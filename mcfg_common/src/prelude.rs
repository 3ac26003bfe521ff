//! Prelude module for common re-exports.
//!
//! ```rust
//! use mcfg_common::prelude::*;
//! ```

// ─── Configuration ──────────────────────────────────────────────────
pub use crate::config::{ConfigError, ConfigLoader, LogLevel, SharedConfig};

// ─── Document ───────────────────────────────────────────────────────
pub use crate::document::{DocumentError, ParamMap, ParameterDocument};
pub use crate::status::{Severity, StatusChannel};

// ─── I/O ────────────────────────────────────────────────────────────
pub use crate::io::device::{Device, InputDevice, IoSection, OutputDevice};
pub use crate::io::key::{IoKey, IoKeyKind, PortKey};

// ─── Profiles & topology ────────────────────────────────────────────
pub use crate::profile::{Profile, ProfileCatalog, ProfileError, ProfileId};
pub use crate::topology::{MachineFeatures, Topology};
----
Write out the whole listing above, keeping each line exactly as it is.

Result below:
filename mcfg_common/src/prelude.rs
repository 3ac26003bfe521ff
//! Prelude module for common re-exports.
//!
//! ```rust
//! use mcfg_common::prelude::*;
//! ```

// ─── Configuration ──────────────────────────────────────────────────
pub use crate::config::{ConfigError, ConfigLoader, LogLevel, SharedConfig};

// ─── Document ───────────────────────────────────────────────────────
pub use crate::document::{DocumentError, ParamMap, ParameterDocument};
pub use crate::status::{Severity, StatusChannel};

// ─── I/O ────────────────────────────────────────────────────────────
pub use crate::io::device::{Device, InputDevice, IoSection, OutputDevice};
pub use crate::io::key::{IoKey, IoKeyKind, PortKey};

// ─── Profiles & topology ────────────────────────────────────────────
pub use crate::profile::{Profile, ProfileCatalog, ProfileError, ProfileId};
pub use crate::topology::{MachineFeatures, Topology};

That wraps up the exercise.